Think about sitting down with the children in your charge and asking them—with a smile and a relaxed expression—the very simple question, "What makes you happy?" They'll be glad to answer that. And ask, "What makes you sad?" Don't even get into anger. Just ask, "What makes you sad?" And then you can deal with it from there. Try that every day, just talking to the children.

Reward good behavior.
The best kind of reward is praise. If a child usually makes a mess at the table, praise her when she doesn't make a mess. And make sure she helps to clean up the mess she does make. In this way, you are helping to reinforce the behaviors in your child that you want to continue.

Make the punishment fit the crime.
Penalties help, but they should not be excessive and should be linked with the misbehavior that you are attempting to modify. For instance, if your kid is not getting enough sleep because she is staying up too late, the penalty could be an earlier bedtime. The reward could be a compliment when she wakes up refreshed in the morning and looking like a million bucks.

Set limits wisely.
Children need limits set by parents or caregivers, often to protect them. You can't let your kid run out into the street where he might get smacked by a car. You restrain him and say very firmly, "No, no—dangerous. You can get hit by a car!" There is no need to spank. You took the time to explain, and you were firm. With repetition, the child will get the message and learn not to run into the street.

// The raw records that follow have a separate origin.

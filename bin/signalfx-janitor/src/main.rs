//! Entrypoint.

use clap::Parser;
use config::Opts;
use dotenvy::dotenv;
use incident::Janitor;
use tracing::info;
use tracing_subscriber::filter::EnvFilter;

#[tokio::main]
async fn main() -> eyre::Result<()> {
    if let Ok(custom_env_file) = std::env::var("ENV_FILE") {
        dotenvy::from_filename(custom_env_file)?;
    } else {
        // Try the default .env file, and ignore if it doesn't exist.
        dotenv().ok();
    }

    let opts = Opts::parse();
    tracing_subscriber::fmt()
        .with_env_filter(
            EnvFilter::try_from_default_env().unwrap_or_else(|_| EnvFilter::new("info")),
        )
        .init();
    info!(task = ?opts.task, dry_run = opts.dry_run, "🧹 signalfx-janitor starting...");

    Janitor::new(opts).run().await
}
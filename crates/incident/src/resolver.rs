use chrono::{DateTime, TimeDelta, Utc};
use eyre::Result;
use primitives::duration::format_duration;
use tracing::{error, info, warn};

use crate::{client::Client, normalize::SimpleIncident};

/// Incidents not updated for this many minutes are cleared.
pub const STALE_AFTER_MINUTES: i64 = 30;

/// What to do when clearing one incident fails.
#[derive(Debug, Clone, Copy, PartialEq, Eq, Default)]
pub enum FailurePolicy {
    /// Abort on the first failure.
    #[default]
    FailFast,
    /// Log the failure and move on to the next incident.
    ContinueOnError,
}

/// Outcome of a resolution pass.
#[derive(Debug, Clone, Copy, PartialEq, Eq, Default)]
pub struct ResolveSummary {
    /// Incidents looked at
    pub inspected: usize,
    /// Incidents old enough to clear
    pub stale: usize,
    /// Incidents successfully cleared
    pub cleared: usize,
    /// Clear calls that failed (continue-on-error only)
    pub failed: usize,
}

/// Returns true if `incident` was last updated more than [`STALE_AFTER_MINUTES`] before `now`.
pub fn is_stale(incident: &SimpleIncident, now: DateTime<Utc>) -> bool {
    incident.updated_at < now - TimeDelta::minutes(STALE_AFTER_MINUTES)
}

/// Clears stale incidents one at a time, in list order.
#[derive(Debug)]
pub struct Resolver<'a> {
    client: &'a Client,
    policy: FailurePolicy,
    dry_run: bool,
}

impl<'a> Resolver<'a> {
    /// Create a fail-fast resolver that issues clear calls.
    pub const fn new(client: &'a Client) -> Self {
        Self { client, policy: FailurePolicy::FailFast, dry_run: false }
    }

    /// Set the failure policy.
    pub const fn with_policy(mut self, policy: FailurePolicy) -> Self {
        self.policy = policy;
        self
    }

    /// Log stale incidents instead of clearing them.
    pub const fn with_dry_run(mut self, dry_run: bool) -> Self {
        self.dry_run = dry_run;
        self
    }

    /// Clear every incident that is stale relative to `now`.
    pub async fn resolve(
        &self,
        incidents: &[SimpleIncident],
        now: DateTime<Utc>,
    ) -> Result<ResolveSummary> {
        let mut summary = ResolveSummary::default();
        for incident in incidents {
            summary.inspected += 1;
            let stale = is_stale(incident, now);
            let age = incident.age(now).to_std().map(format_duration).unwrap_or_default();
            info!(
                incident_id = %incident.id,
                label = %incident.label,
                age = %age,
                should_auto_resolve = stale,
                "Incident"
            );
            if !stale {
                continue;
            }
            summary.stale += 1;

            if self.dry_run {
                warn!(incident_id = %incident.id, "Dry run - would clear incident");
                continue;
            }

            match self.client.clear_incident(&incident.id).await {
                Ok(()) => {
                    summary.cleared += 1;
                    info!(incident_id = %incident.id, "Cleared incident");
                }
                Err(e) => match self.policy {
                    FailurePolicy::FailFast => {
                        return Err(e.wrap_err(format!("error resolving incident {}", incident.id)));
                    }
                    FailurePolicy::ContinueOnError => {
                        summary.failed += 1;
                        error!(incident_id = %incident.id, error = %e, "Failed to clear incident");
                    }
                },
            }
        }
        Ok(summary)
    }
}

#[cfg(test)]
mod tests {
    use super::*;

    use mockito::Server;

    fn incident(id: &str, updated_at: DateTime<Utc>) -> SimpleIncident {
        SimpleIncident { id: id.to_owned(), label: format!("cpu -- {id}"), updated_at }
    }

    fn client_for(server: &Server) -> Client {
        Client::new("test_token".to_owned(), "test_org".to_owned(), server.url().parse().unwrap())
    }

    #[test]
    fn staleness_threshold_is_strict() {
        let now = Utc::now();
        assert!(is_stale(&incident("old", now - TimeDelta::minutes(31)), now));
        assert!(!is_stale(&incident("edge", now - TimeDelta::minutes(30)), now));
        assert!(!is_stale(&incident("fresh", now - TimeDelta::minutes(5)), now));
        assert!(!is_stale(&incident("future", now + TimeDelta::minutes(5)), now));
    }

    #[tokio::test]
    async fn clears_only_stale_incidents() {
        let mut server = Server::new_async().await;
        let old = server
            .mock("PUT", "/v2/incident/old/clear")
            .with_status(200)
            .expect(1)
            .create_async()
            .await;
        let fresh = server
            .mock("PUT", "/v2/incident/fresh/clear")
            .with_status(200)
            .expect(0)
            .create_async()
            .await;

        let now = Utc::now();
        let incidents =
            [incident("old", now - TimeDelta::hours(2)), incident("fresh", now - TimeDelta::minutes(1))];
        let client = client_for(&server);
        let summary = Resolver::new(&client).resolve(&incidents, now).await.unwrap();

        assert_eq!(summary, ResolveSummary { inspected: 2, stale: 1, cleared: 1, failed: 0 });
        old.assert_async().await;
        fresh.assert_async().await;
    }

    #[tokio::test]
    async fn fail_fast_stops_at_first_failure() {
        let mut server = Server::new_async().await;
        let first = server
            .mock("PUT", "/v2/incident/first/clear")
            .with_status(500)
            .with_body("boom")
            .expect(1)
            .create_async()
            .await;
        let second = server
            .mock("PUT", "/v2/incident/second/clear")
            .with_status(200)
            .expect(0)
            .create_async()
            .await;

        let now = Utc::now();
        let incidents =
            [incident("first", now - TimeDelta::hours(1)), incident("second", now - TimeDelta::hours(1))];
        let client = client_for(&server);
        let err = Resolver::new(&client).resolve(&incidents, now).await.unwrap_err();

        assert_eq!(err.to_string(), "error resolving incident first");
        assert!(format!("{err:?}").contains("500"));
        first.assert_async().await;
        second.assert_async().await;
    }

    #[tokio::test]
    async fn continue_on_error_clears_the_rest() {
        let mut server = Server::new_async().await;
        let first = server
            .mock("PUT", "/v2/incident/first/clear")
            .with_status(404)
            .expect(1)
            .create_async()
            .await;
        let second = server
            .mock("PUT", "/v2/incident/second/clear")
            .with_status(200)
            .expect(1)
            .create_async()
            .await;

        let now = Utc::now();
        let incidents =
            [incident("first", now - TimeDelta::hours(1)), incident("second", now - TimeDelta::hours(1))];
        let client = client_for(&server);
        let summary = Resolver::new(&client)
            .with_policy(FailurePolicy::ContinueOnError)
            .resolve(&incidents, now)
            .await
            .unwrap();

        assert_eq!(summary, ResolveSummary { inspected: 2, stale: 2, cleared: 1, failed: 1 });
        first.assert_async().await;
        second.assert_async().await;
    }

    #[tokio::test]
    async fn dry_run_sends_nothing() {
        let mut server = Server::new_async().await;
        let mock = server
            .mock("PUT", mockito::Matcher::Any)
            .with_status(200)
            .expect(0)
            .create_async()
            .await;

        let now = Utc::now();
        let incidents = [incident("old", now - TimeDelta::hours(3))];
        let client = client_for(&server);
        let summary =
            Resolver::new(&client).with_dry_run(true).resolve(&incidents, now).await.unwrap();

        assert_eq!(summary, ResolveSummary { inspected: 1, stale: 1, cleared: 0, failed: 0 });
        mock.assert_async().await;
    }
}
//! Core primitives shared by the janitor crates.
/// Duration expression parsing and formatting
pub mod duration;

Setting limits also involves setting rules that children are expected to follow. Tell them that dirty clothes go in the hamper, garbage goes in the trash, food goes nowhere near the bedroom, and adults are to be respected, not talked back to.
Excerpted from Come On People by Bill Cosby and Alvin Poussaint, MD, Copyright © 2007 by William H. Cosby Jr. and Alvin F. Poussaint, MD. Excerpted by permission of Thomas Nelson, Inc. All rights reserved. No part of this excerpt may be reproduced or reprinted without permission in writing from the publisher.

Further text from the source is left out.